You’ll find several accounts of when Jack Lescoulie was born. While his official NBC biography said he was born November 17, 1917, other sources have his birthdate as May 17, 1917 or May 17, 1912. In 1965 Lescoulie was asked about the birthdate listed on his NBC biography. “That’s the best I can do for them,” he said. “You can never tell when somebody might want to retire you.”1

Lescoulie was born in Sacramento, California. His mother was an actress and his father was a soundman for what became 20th Century Fox. “I cut my teeth on a microphone, I guess,” Lescoulie remembered, adding that his dad “used to bring home stills of all the old stars when I was five years old.” The Lescoulie children – Jack, brother Bud, and sister Sylvia – formed an act that played West Coast vaudeville circuits and PTA meetings. “It was the world’s worst act,” Jack remembered. However, Jack honed his acting skills and won a Shakespeare-declaiming contest, and with it came a scholarship to the Pasadena Playhouse.

After he finished high school, Lescoulie became an announcer for KGFJ in Los Angeles, and hosted a program called “Jack Lescoulie’s Orchestra.” When an earthquake hit Long Beach in March 1933, he stayed at the station for three days and nights to help provide continuing coverage of the earthquake’s aftermath.

Lescoulie left KGFJ in August 1935 when he joined the production of Achilles Had A Heel, a play by Martin Flavin. The play, with a cast of 40, opened October 10, 1935 at the 44th Street Theater in New York. Lescoulie’s job? In addition to being assistant stage manager, he provided the sounds of an elephant.
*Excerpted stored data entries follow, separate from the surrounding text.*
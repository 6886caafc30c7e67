use base64::engine::general_purpose::STANDARD;
use base64::Engine;
use qrcode::render::svg;
use qrcode::QrCode;

#[derive(Clone, Debug, PartialEq, Eq, thiserror::Error)]
#[error("failed to render pairing code: {0}")]
pub struct RenderError(pub String);

/// Turns a pairing code into something a user can scan.
pub trait PairingRenderer: Send + Sync {
    fn render(&self, code: &str) -> Result<String, RenderError>;
}

/// Renders a QR code as an `image/svg+xml` data URL.
#[derive(Clone, Debug)]
pub struct QrSvgRenderer {
    min_size: u32,
}

impl Default for QrSvgRenderer {
    fn default() -> Self {
        Self { min_size: 256 }
    }
}

impl QrSvgRenderer {
    pub fn with_min_size(min_size: u32) -> Self {
        Self { min_size }
    }
}

impl PairingRenderer for QrSvgRenderer {
    fn render(&self, code: &str) -> Result<String, RenderError> {
        let qr = QrCode::new(code.as_bytes()).map_err(|e| RenderError(e.to_string()))?;
        let image = qr
            .render::<svg::Color<'_>>()
            .min_dimensions(self.min_size, self.min_size)
            .dark_color(svg::Color("#000000"))
            .light_color(svg::Color("#ffffff"))
            .build();
        Ok(format!("data:image/svg+xml;base64,{}", STANDARD.encode(image)))
    }
}
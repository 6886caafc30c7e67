//! Client-facing JSON shapes.
//!
//! Handlers work on snake_case params and internal types; this module
//! converts in both directions so the wire stays camelCase.

use chrono::{DateTime, Utc};
use serde::Serialize;
use tether_core::session::{PairingMaterial, Session, SessionStatus};

/// Client param keys that arrive in camelCase.
const CAMEL_TO_SNAKE: &[(&str, &str)] = &[
    ("sessionId", "session_id"),
    ("afterSequence", "after_sequence"),
    ("subscriptionId", "subscription_id"),
];

/// Normalize camelCase params to snake_case.
/// If the snake_case key already exists, the existing value takes precedence.
pub fn normalize_params(params: &serde_json::Value) -> serde_json::Value {
    let Some(obj) = params.as_object() else {
        return params.clone();
    };
    let mut result = obj.clone();
    for &(camel, snake) in CAMEL_TO_SNAKE {
        if result.contains_key(snake) {
            result.remove(camel);
        } else if let Some(val) = result.remove(camel) {
            result.insert(snake.to_string(), val);
        }
    }
    serde_json::Value::Object(result)
}

#[derive(Debug, Serialize)]
#[serde(rename_all = "camelCase")]
pub struct SessionView {
    pub session_id: String,
    pub name: String,
    pub status: SessionStatus,
    pub is_active: bool,
    #[serde(skip_serializing_if = "Option::is_none")]
    pub protocol_identity: Option<String>,
    #[serde(skip_serializing_if = "Option::is_none")]
    pub connected_at: Option<DateTime<Utc>>,
    #[serde(skip_serializing_if = "Option::is_none")]
    pub disconnected_at: Option<DateTime<Utc>>,
    #[serde(skip_serializing_if = "Option::is_none")]
    pub last_seen_at: Option<DateTime<Utc>>,
    pub created_at: DateTime<Utc>,
    pub updated_at: DateTime<Utc>,
}

impl From<&Session> for SessionView {
    fn from(s: &Session) -> Self {
        Self {
            session_id: s.id.to_string(),
            name: s.name.clone(),
            status: s.status,
            is_active: s.is_active,
            protocol_identity: s.protocol_identity.as_ref().map(|p| p.to_string()),
            connected_at: s.connected_at,
            disconnected_at: s.disconnected_at,
            last_seen_at: s.last_seen_at,
            created_at: s.created_at,
            updated_at: s.updated_at,
        }
    }
}

#[derive(Debug, Serialize)]
#[serde(rename_all = "camelCase")]
pub struct PairingView {
    pub code: String,
    pub image: String,
    pub issued_at: DateTime<Utc>,
    pub expires_at: DateTime<Utc>,
    pub expires_in_secs: u64,
    pub retry_count: u32,
}

impl PairingView {
    pub fn at(material: &PairingMaterial, now: DateTime<Utc>) -> Self {
        Self {
            code: material.code.clone(),
            image: material.image.clone(),
            issued_at: material.issued_at,
            expires_at: material.expires_at,
            expires_in_secs: material.remaining(now).as_secs(),
            retry_count: material.retry_count,
        }
    }
}

pub fn session_to_wire(session: &Session) -> serde_json::Value {
    serde_json::to_value(SessionView::from(session)).unwrap_or_default()
}

pub fn pairing_to_wire(material: &PairingMaterial) -> serde_json::Value {
    serde_json::to_value(PairingView::at(material, Utc::now())).unwrap_or_default()
}

#[cfg(test)]
mod tests {
    use super::*;
    use chrono::Duration;
    use tether_core::ids::{OwnerId, ProtocolIdentity};

    #[test]
    fn camel_keys_are_renamed() {
        let params = serde_json::json!({"sessionId": "sess_1", "afterSequence": 3, "limit": 10});
        let out = normalize_params(&params);
        assert_eq!(out["session_id"], "sess_1");
        assert_eq!(out["after_sequence"], 3);
        assert_eq!(out["limit"], 10);
        assert!(out.get("sessionId").is_none());
    }

    #[test]
    fn snake_key_wins_over_camel() {
        let params = serde_json::json!({"sessionId": "camel", "session_id": "snake"});
        let out = normalize_params(&params);
        assert_eq!(out["session_id"], "snake");
        assert!(out.get("sessionId").is_none());
    }

    #[test]
    fn non_object_params_pass_through() {
        let params = serde_json::json!([1, 2]);
        assert_eq!(normalize_params(&params), params);
    }

    #[test]
    fn session_view_is_camel_case() {
        let mut session = Session::new(OwnerId::from_raw("7"), "phone-A", Utc::now());
        session.protocol_identity = Some(ProtocolIdentity::new("123@s.whatsapp.net"));
        let json = session_to_wire(&session);
        assert_eq!(json["sessionId"], session.id.as_str());
        assert_eq!(json["status"], "pending");
        assert_eq!(json["isActive"], true);
        assert_eq!(json["protocolIdentity"], "123@s.whatsapp.net");
        assert!(json.get("connectedAt").is_none());
        assert!(json.get("owner_id").is_none());
    }

    #[test]
    fn pairing_view_counts_down() {
        let now = Utc::now();
        let material = PairingMaterial {
            code: "2@abc".into(),
            image: "data:image/svg+xml;base64,AAAA".into(),
            issued_at: now,
            expires_at: now + Duration::seconds(30),
            retry_count: 2,
        };
        let view = PairingView::at(&material, now + Duration::seconds(10));
        assert_eq!(view.expires_in_secs, 20);
        let json = serde_json::to_value(view).unwrap();
        assert_eq!(json["retryCount"], 2);
        assert_eq!(json["code"], "2@abc");
    }
}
He had listened to the elephant recordings to be used in the production and decided they sounded too much like a horse whinny. He spent a week at the Los Angeles Zoo listening to the elephants there, and developed a repertoire of sounds depicting elephants in their many moods. Lescoulie’s diligent efforts, however, couldn’t save Achilles Had A Heel. It drew bad reviews and closed after eight performances.

Smarting from the crash of Achilles, Lescoulie lived frugally, earning money by delivering pants for a cleaner and working as a soda jerk. Another shot at the stage, this time in Tapestry in Grey, lasted three weeks. After that, Lescoulie bought a bus ticket back to California and went to work on movie productions, doing technical work and picking up an occasional acting role. Eventually he landed a job with radio station KFVD.
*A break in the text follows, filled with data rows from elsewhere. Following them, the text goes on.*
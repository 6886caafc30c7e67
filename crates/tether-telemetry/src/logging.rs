use std::path::Path;
use std::sync::Arc;

use chrono::{SecondsFormat, Utc};
use parking_lot::Mutex;
use rusqlite::Connection;
use serde::{Deserialize, Serialize};
use tracing::field::{Field, Visit};
use tracing::span;
use tracing_subscriber::layer::Context;
use tracing_subscriber::Layer;

const LOG_SCHEMA: &str = "
    CREATE TABLE IF NOT EXISTS logs (
        id INTEGER PRIMARY KEY AUTOINCREMENT,
        timestamp TEXT NOT NULL,
        level TEXT NOT NULL,
        target TEXT NOT NULL,
        message TEXT NOT NULL,
        fields TEXT,
        span_id TEXT,
        session_id TEXT,
        owner_id TEXT
    );
    CREATE INDEX IF NOT EXISTS idx_logs_level ON logs(level);
    CREATE INDEX IF NOT EXISTS idx_logs_session ON logs(session_id);
    CREATE INDEX IF NOT EXISTS idx_logs_owner ON logs(owner_id);
    CREATE INDEX IF NOT EXISTS idx_logs_timestamp ON logs(timestamp);";

/// A log record persisted to SQLite.
#[derive(Clone, Debug, Serialize, Deserialize)]
#[serde(rename_all = "camelCase")]
pub struct LogRecord {
    pub id: i64,
    pub timestamp: String,
    pub level: String,
    pub target: String,
    pub message: String,
    pub fields: Option<String>,
    pub span_id: Option<String>,
    pub session_id: Option<String>,
    pub owner_id: Option<String>,
}

/// Query parameters for searching persisted logs.
#[derive(Clone, Debug, Default)]
pub struct LogQuery {
    pub level: Option<String>,
    pub target: Option<String>,
    pub session_id: Option<String>,
    pub owner_id: Option<String>,
    pub since: Option<String>,
    pub limit: Option<u32>,
}

/// SQLite sink that persists warn+ logs.
pub struct SqliteLogSink {
    conn: Mutex<Connection>,
}

impl SqliteLogSink {
    pub fn new(db_path: &Path) -> Result<Self, rusqlite::Error> {
        if let Some(parent) = db_path.parent() {
            std::fs::create_dir_all(parent).ok();
        }
        let conn = Connection::open(db_path)?;
        conn.execute_batch("PRAGMA journal_mode = WAL; PRAGMA synchronous = NORMAL;")?;
        conn.execute_batch(LOG_SCHEMA)?;
        Ok(Self {
            conn: Mutex::new(conn),
        })
    }

    pub fn in_memory() -> Result<Self, rusqlite::Error> {
        let conn = Connection::open_in_memory()?;
        conn.execute_batch(LOG_SCHEMA)?;
        Ok(Self {
            conn: Mutex::new(conn),
        })
    }

    fn insert(&self, record: &LogInsert) {
        let conn = self.conn.lock();
        let _ = conn.execute(
            "INSERT INTO logs (timestamp, level, target, message, fields, span_id, session_id, owner_id)
             VALUES (?1, ?2, ?3, ?4, ?5, ?6, ?7, ?8)",
            rusqlite::params![
                record.timestamp,
                record.level,
                record.target,
                record.message,
                record.fields,
                record.span_id,
                record.session_id,
                record.owner_id,
            ],
        );
    }

    pub fn query(&self, q: &LogQuery) -> Result<Vec<LogRecord>, rusqlite::Error> {
        let conn = self.conn.lock();
        let mut sql = String::from(
            "SELECT id, timestamp, level, target, message, fields, span_id, session_id, owner_id FROM logs WHERE 1=1",
        );
        let mut params: Vec<Box<dyn rusqlite::types::ToSql>> = Vec::new();

        if let Some(level) = &q.level {
            sql.push_str(&format!(" AND level = ?{}", params.len() + 1));
            params.push(Box::new(level.clone()));
        }
        if let Some(target) = &q.target {
            sql.push_str(&format!(" AND target LIKE ?{}", params.len() + 1));
            params.push(Box::new(format!("%{target}%")));
        }
        if let Some(session_id) = &q.session_id {
            sql.push_str(&format!(" AND session_id = ?{}", params.len() + 1));
            params.push(Box::new(session_id.clone()));
        }
        if let Some(owner_id) = &q.owner_id {
            sql.push_str(&format!(" AND owner_id = ?{}", params.len() + 1));
            params.push(Box::new(owner_id.clone()));
        }
        if let Some(since) = &q.since {
            sql.push_str(&format!(" AND timestamp >= ?{}", params.len() + 1));
            params.push(Box::new(since.clone()));
        }

        sql.push_str(" ORDER BY id DESC");
        sql.push_str(&format!(" LIMIT {}", q.limit.unwrap_or(100)));

        let param_refs: Vec<&dyn rusqlite::types::ToSql> = params.iter().map(|p| p.as_ref()).collect();
        let mut stmt = conn.prepare(&sql)?;
        let rows = stmt.query_map(param_refs.as_slice(), |row| {
            Ok(LogRecord {
                id: row.get(0)?,
                timestamp: row.get(1)?,
                level: row.get(2)?,
                target: row.get(3)?,
                message: row.get(4)?,
                fields: row.get(5)?,
                span_id: row.get(6)?,
                session_id: row.get(7)?,
                owner_id: row.get(8)?,
            })
        })?;

        rows.collect()
    }

    pub fn count(&self) -> Result<i64, rusqlite::Error> {
        let conn = self.conn.lock();
        conn.query_row("SELECT COUNT(*) FROM logs", [], |row| row.get(0))
    }

    /// Delete records older than `timestamp` (RFC 3339). Returns rows removed.
    pub fn prune_before(&self, timestamp: &str) -> Result<usize, rusqlite::Error> {
        let conn = self.conn.lock();
        conn.execute("DELETE FROM logs WHERE timestamp < ?1", [timestamp])
    }

    /// Delete records older than `age`.
    pub fn prune_older_than(&self, age: chrono::Duration) -> Result<usize, rusqlite::Error> {
        let cutoff = (Utc::now() - age).to_rfc3339_opts(SecondsFormat::Micros, true);
        self.prune_before(&cutoff)
    }
}

struct LogInsert {
    timestamp: String,
    level: String,
    target: String,
    message: String,
    fields: Option<String>,
    span_id: Option<String>,
    session_id: Option<String>,
    owner_id: Option<String>,
}

/// tracing Layer that writes warn+ events to SQLite.
pub struct SqliteLogLayer {
    sink: Arc<SqliteLogSink>,
}

impl SqliteLogLayer {
    pub fn new(sink: Arc<SqliteLogSink>) -> Self {
        Self { sink }
    }
}

/// Visitor that extracts fields from a tracing event or span.
#[derive(Default)]
struct FieldVisitor {
    message: Option<String>,
    fields: serde_json::Map<String, serde_json::Value>,
    session_id: Option<String>,
    owner_id: Option<String>,
}

impl FieldVisitor {
    fn record_text(&mut self, name: &str, value: String) {
        match name {
            "message" => self.message = Some(value),
            "session_id" => self.session_id = Some(value),
            "owner_id" => self.owner_id = Some(value),
            name => {
                self.fields.insert(name.to_string(), serde_json::Value::String(value));
            }
        }
    }
}

impl Visit for FieldVisitor {
    fn record_debug(&mut self, field: &Field, value: &dyn std::fmt::Debug) {
        let val = format!("{:?}", value);
        let val = if field.name() == "message" {
            val
        } else {
            val.trim_matches('"').to_string()
        };
        self.record_text(field.name(), val);
    }

    fn record_str(&mut self, field: &Field, value: &str) {
        self.record_text(field.name(), value.to_string());
    }

    fn record_i64(&mut self, field: &Field, value: i64) {
        self.fields
            .insert(field.name().to_string(), serde_json::Value::Number(value.into()));
    }

    fn record_u64(&mut self, field: &Field, value: u64) {
        self.fields
            .insert(field.name().to_string(), serde_json::Value::Number(value.into()));
    }

    fn record_f64(&mut self, field: &Field, value: f64) {
        if let Some(n) = serde_json::Number::from_f64(value) {
            self.fields
                .insert(field.name().to_string(), serde_json::Value::Number(n));
        }
    }

    fn record_bool(&mut self, field: &Field, value: bool) {
        self.fields
            .insert(field.name().to_string(), serde_json::Value::Bool(value));
    }
}

impl<S> Layer<S> for SqliteLogLayer
where
    S: tracing::Subscriber + for<'a> tracing_subscriber::registry::LookupSpan<'a>,
{
    fn on_event(&self, event: &tracing::Event<'_>, ctx: Context<'_, S>) {
        let level = *event.metadata().level();
        if level > tracing::Level::WARN {
            return;
        }

        let mut visitor = FieldVisitor::default();
        event.record(&mut visitor);

        // Fall back to the enclosing spans for session_id / owner_id.
        if visitor.session_id.is_none() || visitor.owner_id.is_none() {
            if let Some(scope) = ctx.event_scope(event) {
                for span in scope {
                    let extensions = span.extensions();
                    if let Some(fields) = extensions.get::<SpanFields>() {
                        if visitor.session_id.is_none() {
                            visitor.session_id.clone_from(&fields.session_id);
                        }
                        if visitor.owner_id.is_none() {
                            visitor.owner_id.clone_from(&fields.owner_id);
                        }
                    }
                }
            }
        }

        let span_id = ctx
            .event_scope(event)
            .and_then(|mut scope| scope.next())
            .map(|span| format!("{:?}", span.id()));

        let fields = if visitor.fields.is_empty() {
            None
        } else {
            serde_json::to_string(&visitor.fields).ok()
        };

        self.sink.insert(&LogInsert {
            timestamp: Utc::now().to_rfc3339_opts(SecondsFormat::Micros, true),
            level: level.to_string().to_uppercase(),
            target: event.metadata().target().to_string(),
            message: visitor.message.unwrap_or_default(),
            fields,
            span_id,
            session_id: visitor.session_id,
            owner_id: visitor.owner_id,
        });
    }

    fn on_new_span(&self, attrs: &span::Attributes<'_>, id: &span::Id, ctx: Context<'_, S>) {
        let mut visitor = FieldVisitor::default();
        attrs.record(&mut visitor);

        if visitor.session_id.is_some() || visitor.owner_id.is_some() {
            if let Some(span) = ctx.span(id) {
                span.extensions_mut().insert(SpanFields {
                    session_id: visitor.session_id,
                    owner_id: visitor.owner_id,
                });
            }
        }
    }
}

/// Stored on spans to propagate session_id / owner_id to child events.
struct SpanFields {
    session_id: Option<String>,
    owner_id: Option<String>,
}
In 1938 came the program that put Lescoulie on the map. Nat Hiken, a former journalist who had moved to California to become a writer for screen and radio, had an idea based on the “griper’s column” he had written while a student journalist. Hiken had become friends with Lescoulie, who was now on KFWB, and told him about this idea. The two decided to try it on Lescoulie’s radio show. One day, Lescoulie cast aside his trademark cheer. He told his audience that he had been at a party and his head hurt. He’d play their records, but he wasn’t going to be happy about it. And from that came the Grouch Club, which became a hit with fans and critics. “Jack Lescoulie turns out a program with big-time humor, expertly written and delivered,” wrote Los Angeles Times columnist Dale Armstrong. “Here’s a local lad who should be peddling his wares on the networks. He’s top-flight.”

The popularity of the Grouch Club paid off, and in April 1939 the program made its national debut over CBS in the west and NBC in the east. Originating from New York, the network version of the Grouch Club paired Lescoulie with Arthur Q. Bryan2, and had Leon Leonardi as musical director. The popularity of the program prompted Warner Brothers to sign Hiken and Lescoulie to make a series of two-reelers about things that made people grouchy. In July 1939 they organized a convention of Grouch Clubbers at the Hollywood Bowl, to help “the Big Grouch” Lescoulie organize a committee “to substitute sneer for cheer.” Lescoulie told the press he expected 25,000 Grouches to be there and if they didn’t all show up “he really will be grouchy.”

Lescoulie was reaching the big time not only with the Grouch Club, but in other areas. He appeared in supporting roles in a few movies and did voice acting in a couple of Warner Brothers cartoons. In one of them, he did his dead-on impersonation of Jack Benny, an impersonation that Benny himself deemed “wonderful.” And after a pictorial in Radio Guide depicted Lescoulie going into Grouch Club-style tantrums over everyday nuisances, three studios requested screen tests from him.

But it didn’t last forever. When the network version of the Grouch Club lost its sponsorship, Lescoulie was “broke in New York all over again.” Not long after, the United States entered the Second World War. Lescoulie was inducted into the Army Air Force and ended up as a combat reporter in Italy, flying 25 missions as an observer on bombing missions, including missions over Trieste and the raid on Ploesti. “Real horrible stuff,” he told Dave Garroway on Today‘s first program in 1952. “Watching the bomb hits and trying to describe it, you kind of lose track of the fact that you’re an announcer.”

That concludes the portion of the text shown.